さて、解雇の金銭解決については、非常にあっさりした記述にとどめられています。

 実際には、違法解雇には納得できないが、職場には戻りたくないといったケースも多いものと考えられる。したがって違法解雇の際には、現職復帰という原則は維持しつつも、労働者側からの申し立てによる金銭解決の選択肢を用意すべきである。

まあそれはそのとおりでしょうが、場合によっては職場の雰囲気をいたたまれないものにしていた労働者が解雇され、手続上の瑕疵などを理由に解雇無効となるといったケースも実際にあるわけで、そうした場合の職場の負担を考えれば使用者からの申し立てによる金銭解決も可能とすべきでしょう。もちろん、それが必要な労働者保護を欠いてはいけないわけですが、そこは技術的に解決すべき問題です。また、この提言書では有期雇用の禁止を提言しているので議論の余地はなかったのでしょうが、有期雇用の雇止めにも金銭解決(これは違法解雇の金銭解決ではなく、疑問の余地なく雇止めを有効に成立せしめる手続きのひとつとしての金銭給付になりますが)が検討される必要があるでしょう。
最後に労働時間規制についても触れられているのですが、

 現行の法制度では、労働時間の上限規制はなく、時間外労働をした際に割増賃金を義務付ける規定のみである。労使で36協定を結び、割増賃金さえ払えば何時間でも働かせて良いということになっている。割増賃金の議論は、あくまで賃金の議論であり、そこに政策思想として“健康”という考え方は入っていない。
 そもそも、正社員にこれだけ多くの過剰就業感があるということは、正社員において時間当たり生産性は低下している可能性が高い。原因としては、日本では中途採用労働市場が未発達で転職がしにくく、いったん正社員として就職してしまうと企業が内部労働市場の買い手独占状態になることが指摘されている。
 正社員の健康という観点はもちろん、非正社員の職を正社員の過剰労働が奪っているという側面もあり、何らかの労働時間規制を導入するべきである。制度としては、労働時間の上限の設定や、ヨーロッパ型の連続休憩時間規制の導入などが考えられるが、現在過少に評価されている正社員の長時間労働のコストを表面化するようなルールが望ましい。例えば企業ごとに一人当たり時間外労働時間数を出し、それに労災保険の料率をリンクさせるなどの手段も考えられる。

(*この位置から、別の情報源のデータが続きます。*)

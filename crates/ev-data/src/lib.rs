//! `ev-data`: the read-only reference model every agent consults.
//!
//! # Crate layout
//!
//! | Module          | Contents                                                   |
//! |-----------------|------------------------------------------------------------|
//! | [`distance`]    | `DistanceMatrix`: interned locations, symmetric lookup     |
//! | [`car`]         | `CarSpec`, `CarCatalog`                                    |
//! | [`desire`]      | `RechargeCurve`, `RechargeCurves` (piecewise-linear)       |
//! | [`start_time`]  | `StartTimeTable`: cumulative departure-time distributions  |
//! | [`speed`]       | `SpeedModel` trait, `FixedSpeed`                           |
//! | [`options`]     | `ModelOptions`, `InitialChargeMethod`, `RechargeRule`      |
//! | [`loader`]      | CSV readers for all tables plus the agent-count matrix     |
//! | [`reference`]   | `ReferenceData`: the bundle of all tables                  |
//! | [`error`]       | `DataError`, `DataResult<T>`                               |
//!
//! Everything here is immutable once loaded, so a single `&ReferenceData`
//! can be shared by every agent (and every Rayon worker) of a run.

pub mod car;
pub mod desire;
pub mod distance;
pub mod error;
pub mod loader;
pub mod options;
pub mod reference;
pub mod speed;
pub mod start_time;


pub use car::{CarCatalog, CarSpec};
pub use desire::{RechargeCurve, RechargeCurves};
pub use distance::DistanceMatrix;
pub use error::{DataError, DataResult};
pub use loader::{
    AgentMatrix, load_agent_matrix_csv, load_agent_matrix_reader, load_cars_reader,
    load_distances_reader, load_recharge_behaviors_reader, load_start_times_reader,
};
pub use options::{InitialChargeMethod, ModelOptions, RechargeRule};
pub use reference::ReferenceData;
pub use speed::{FixedSpeed, SpeedModel};
pub use start_time::{StartTimeTable, StartTimeWindow};
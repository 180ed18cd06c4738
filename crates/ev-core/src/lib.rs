//! `ev-core`: foundational types for the EV commuter charging-demand
//! simulator.
//!
//! This crate is a dependency of every other `ev-*` crate.  It has no `ev-*`
//! dependencies and minimal external ones (only `rand` and `thiserror`, plus
//! optional `serde`).
//!
//! # What lives here
//!
//! | Module    | Contents                                                   |
//! |-----------|------------------------------------------------------------|
//! | [`ids`]   | `AgentId`, `LocationId`                                    |
//! | [`time`]  | `Tick`, `SimClock`, `TimeUnit`, `time_of_day`              |
//! | [`rng`]   | `AgentRng` (per-agent, seedable)                           |
//! | [`error`] | `EvError`, `EvResult`                                      |
//!
//! # Feature flags
//!
//! | Flag    | Effect                                                     |
//! |---------|------------------------------------------------------------|
//! | `serde` | Adds `Serialize`/`Deserialize` to ids, ticks, time units.  |

pub mod error;
pub mod ids;
pub mod rng;
pub mod time;


// ── Re-exports ────────────────────────────────────────────────────────────────

pub use error::{EvError, EvResult};
pub use ids::{AgentId, LocationId};
pub use rng::AgentRng;
pub use time::{SECS_PER_HOUR, SimClock, Tick, TimeUnit, time_of_day};
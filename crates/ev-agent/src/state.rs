//! The duration-bounded state machine shared by every activity.
//!
//! # Lifecycle
//!
//! ```text
//! Pending ──start()──▶ Running ──stop()──▶ Stopped
//! ```
//!
//! `run()` starts a pending state on demand and stops it once its optional
//! duration budget is used up.  An activity may also finish on its own (a
//! drive that reaches its destination) and may report less elapsed time than
//! requested; the returned value is always the authoritative one.
//!
//! # Location capability
//!
//! Activities never hold a reference to their agent.  The agent lends each
//! call a [`StateEnv`] with its car and location.  `StateEnv` can only be
//! built inside this crate and only drives write the location, so the
//! location of an agent cannot be changed from outside the state machine.

use std::fmt;

use ev_core::TimeUnit;

use crate::drive::{Drive, DriveLog};
use crate::{AgentError, AgentResult, Car, Location};

// ── Status ────────────────────────────────────────────────────────────────────

#[derive(Clone, Copy, Debug, PartialEq, Eq, PartialOrd, Ord, Hash)]
pub enum Status {
    Pending,
    Running,
    Stopped,
}

impl Status {
    pub fn as_str(self) -> &'static str {
        match self {
            Status::Pending => "pending",
            Status::Running => "running",
            Status::Stopped => "stopped",
        }
    }
}

impl fmt::Display for Status {
    fn fmt(&self, f: &mut fmt::Formatter<'_>) -> fmt::Result {
        f.write_str(self.as_str())
    }
}

// ── StateEnv ──────────────────────────────────────────────────────────────────

/// Mutable parts of an agent lent to a state for one call.
pub struct StateEnv<'a> {
    car:      &'a mut Car,
    location: &'a mut Location,
}

impl<'a> StateEnv<'a> {
    pub(crate) fn new(car: &'a mut Car, location: &'a mut Location) -> Self {
        Self { car, location }
    }

    pub fn car(&self) -> &Car {
        &*self.car
    }

    pub fn car_mut(&mut self) -> &mut Car {
        &mut *self.car
    }

    pub fn location(&self) -> Location {
        *self.location
    }

    pub(crate) fn set_location(&mut self, location: Location) {
        *self.location = location;
    }
}

// ── Activity ──────────────────────────────────────────────────────────────────

/// Discriminant of [`Activity`], used for logs and counts.
#[derive(Clone, Copy, Debug, PartialEq, Eq, Hash)]
pub enum ActivityKind {
    Idle,
    Drive,
    Recharge,
}

impl ActivityKind {
    pub fn as_str(self) -> &'static str {
        match self {
            ActivityKind::Idle => "idle",
            ActivityKind::Drive => "drive",
            ActivityKind::Recharge => "recharge",
        }
    }
}

impl fmt::Display for ActivityKind {
    fn fmt(&self, f: &mut fmt::Formatter<'_>) -> fmt::Result {
        f.write_str(self.as_str())
    }
}

/// What the agent is doing.
#[derive(Clone, Debug, PartialEq)]
pub enum Activity {
    /// Parked; the battery self-discharges.
    Idle,
    Drive(Drive),
    /// Plugged in; charges linearly until full and then waits.
    Recharge,
}

impl Activity {
    pub fn kind(&self) -> ActivityKind {
        match self {
            Activity::Idle => ActivityKind::Idle,
            Activity::Drive(_) => ActivityKind::Drive,
            Activity::Recharge => ActivityKind::Recharge,
        }
    }

    fn on_start(&mut self, env: &mut StateEnv<'_>) {
        if let Activity::Drive(drive) = self {
            env.set_location(drive.location());
        }
    }

    fn on_run(&mut self, env: &mut StateEnv<'_>, secs: f64) -> AgentResult<f64> {
        match self {
            Activity::Idle => idle(env.car_mut(), secs),
            Activity::Drive(drive) => drive.on_run(env, secs),
            Activity::Recharge => recharge(env.car_mut(), secs),
        }
    }

    /// The activity ended by itself during the last `on_run`.
    fn is_complete(&self) -> bool {
        matches!(self, Activity::Drive(drive) if drive.is_arrived())
    }
}

fn idle(car: &mut Car, secs: f64) -> AgentResult<f64> {
    let charge = car.charge();
    if charge != 0.0 {
        let hours = TimeUnit::Hours.from_secs(secs);
        car.set_charge((charge - car.idle_discharge_pct_h() * hours).max(0.0))?;
    }
    Ok(secs)
}

fn recharge(car: &mut Car, secs: f64) -> AgentResult<f64> {
    let charge = car.charge();
    if charge != 100.0 {
        let full_h = car.full_recharge_h();
        let target = if full_h > 0.0 {
            (charge + TimeUnit::Hours.from_secs(secs) / full_h * 100.0).min(100.0)
        } else {
            100.0
        };
        car.set_charge(target)?;
        car.add_recharged_kwh((target - charge) / 100.0 * car.capacity_kwh());
    }
    Ok(secs)
}

// ── State ─────────────────────────────────────────────────────────────────────

#[derive(Clone, Debug, PartialEq)]
pub struct State {
    status:   Status,
    /// Budget in seconds; `None` runs until stopped from outside.
    duration: Option<f64>,
    /// Seconds spent running so far.
    elapsed:  f64,
    activity: Activity,
}

impl State {
    pub fn new(activity: Activity) -> Self {
        Self {
            status:   Status::Pending,
            duration: None,
            elapsed:  0.0,
            activity,
        }
    }

    pub fn idle() -> Self {
        Self::new(Activity::Idle)
    }

    pub fn recharge() -> Self {
        Self::new(Activity::Recharge)
    }

    pub fn drive(drive: Drive) -> Self {
        Self::new(Activity::Drive(drive))
    }

    // ── Accessors ─────────────────────────────────────────────────────────

    #[inline]
    pub fn status(&self) -> Status {
        self.status
    }

    #[inline]
    pub fn activity(&self) -> &Activity {
        &self.activity
    }

    #[inline]
    pub fn kind(&self) -> ActivityKind {
        self.activity.kind()
    }

    pub fn as_drive(&self) -> Option<&Drive> {
        match &self.activity {
            Activity::Drive(drive) => Some(drive),
            _ => None,
        }
    }

    pub fn duration(&self, unit: TimeUnit) -> Option<f64> {
        self.duration.map(|secs| unit.from_secs(secs))
    }

    pub fn elapsed(&self, unit: TimeUnit) -> f64 {
        unit.from_secs(self.elapsed)
    }

    /// Set the duration budget.  It may not be negative or shorter than the
    /// time already elapsed.
    pub fn set_duration(&mut self, duration: f64, unit: TimeUnit) -> AgentResult<()> {
        if !duration.is_finite() || duration < 0.0 {
            return Err(AgentError::InvalidDuration(duration));
        }
        let secs = unit.to_secs(duration);
        if secs < self.elapsed {
            return Err(AgentError::DurationBelowElapsed { duration: secs, elapsed: self.elapsed });
        }
        self.duration = Some(secs);
        Ok(())
    }

    // ── Lifecycle ─────────────────────────────────────────────────────────

    pub fn start(&mut self, env: &mut StateEnv<'_>) -> AgentResult<()> {
        if self.status != Status::Pending {
            return Err(AgentError::AlreadyStarted(self.status));
        }
        self.activity.on_start(env);
        self.status = Status::Running;
        self.elapsed = 0.0;
        Ok(())
    }

    pub fn stop(&mut self, _env: &mut StateEnv<'_>) -> AgentResult<()> {
        if self.status != Status::Running {
            return Err(AgentError::NotRunning(self.status));
        }
        self.status = Status::Stopped;
        Ok(())
    }

    /// Run for up to `secs` seconds and return the time actually spent.
    pub fn run(&mut self, env: &mut StateEnv<'_>, secs: f64) -> AgentResult<f64> {
        if self.status == Status::Stopped {
            return Err(AgentError::Stopped);
        }
        if self.status == Status::Pending {
            self.start(env)?;
        }
        if secs == 0.0 {
            return Ok(0.0);
        }
        if !secs.is_finite() || secs < 0.0 {
            return Err(AgentError::InvalidDuration(secs));
        }

        let left = self.duration.map(|budget| budget - self.elapsed);
        let (elapsed, exhausted) = match left {
            Some(left) if secs >= left => (self.activity.on_run(env, left)?, true),
            _ => (self.activity.on_run(env, secs)?, false),
        };
        if (exhausted || self.activity.is_complete()) && self.status == Status::Running {
            self.stop(env)?;
        }
        self.elapsed += elapsed;
        Ok(elapsed)
    }

    /// [`run`](Self::run) with a duration in any unit; returns seconds.
    pub fn run_for(&mut self, env: &mut StateEnv<'_>, duration: f64, unit: TimeUnit) -> AgentResult<f64> {
        self.run(env, unit.to_secs(duration))
    }

    pub fn log(&self) -> StateLog {
        StateLog {
            status:        self.status,
            elapsed_secs:  self.elapsed,
            duration_secs: self.duration,
            drive:         self.as_drive().map(Drive::log),
        }
    }
}

/// Snapshot of a state's bookkeeping.
#[derive(Clone, Debug, PartialEq)]
pub struct StateLog {
    pub status:        Status,
    pub elapsed_secs:  f64,
    pub duration_secs: Option<f64>,
    /// Present for drives only.
    pub drive:         Option<DriveLog>,
}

非常にあっさりとした記述で意図が十分に汲み取れないのではありますが、健康や正規・非正規のワークシェアリング/ジョブシェアリングという観点から労働時間の上限規制が望ましい、ということのようです。「現在過少に評価されている正社員の長時間労働のコストを表面化するようなルールが望ましい」となると、まず考えられるのが割増率の引き上げですが、これは「割増賃金さえ払えば何時間でも働かせて良いということに」なりかねないことに加えて、所得選好の高い労働者に対してはかえって長時間労働インセンティブを増やすことも考慮されて政策提言からは除外されたのでしょうか。長時間労働に対して労災保険料でペナルティを課すというのは、長時間労働になるほど労災も増えるだろうという考え方なのかもしれませんが、すでにメリット制が適用されている中でどのような設計にするのかは難しいものがありそうです。「労働時間の上限の設定や、ヨーロッパ型の連続休憩時間規制の導入などが考えられる」とも述べられていますが、例示にとどまっており、まずは現実的な記述といえそうです。今後の検討課題ということでしょうか。このブログでも時々書いていますが、労働時間概念そのものの考え方に立ち返って議論する必要があるように思います。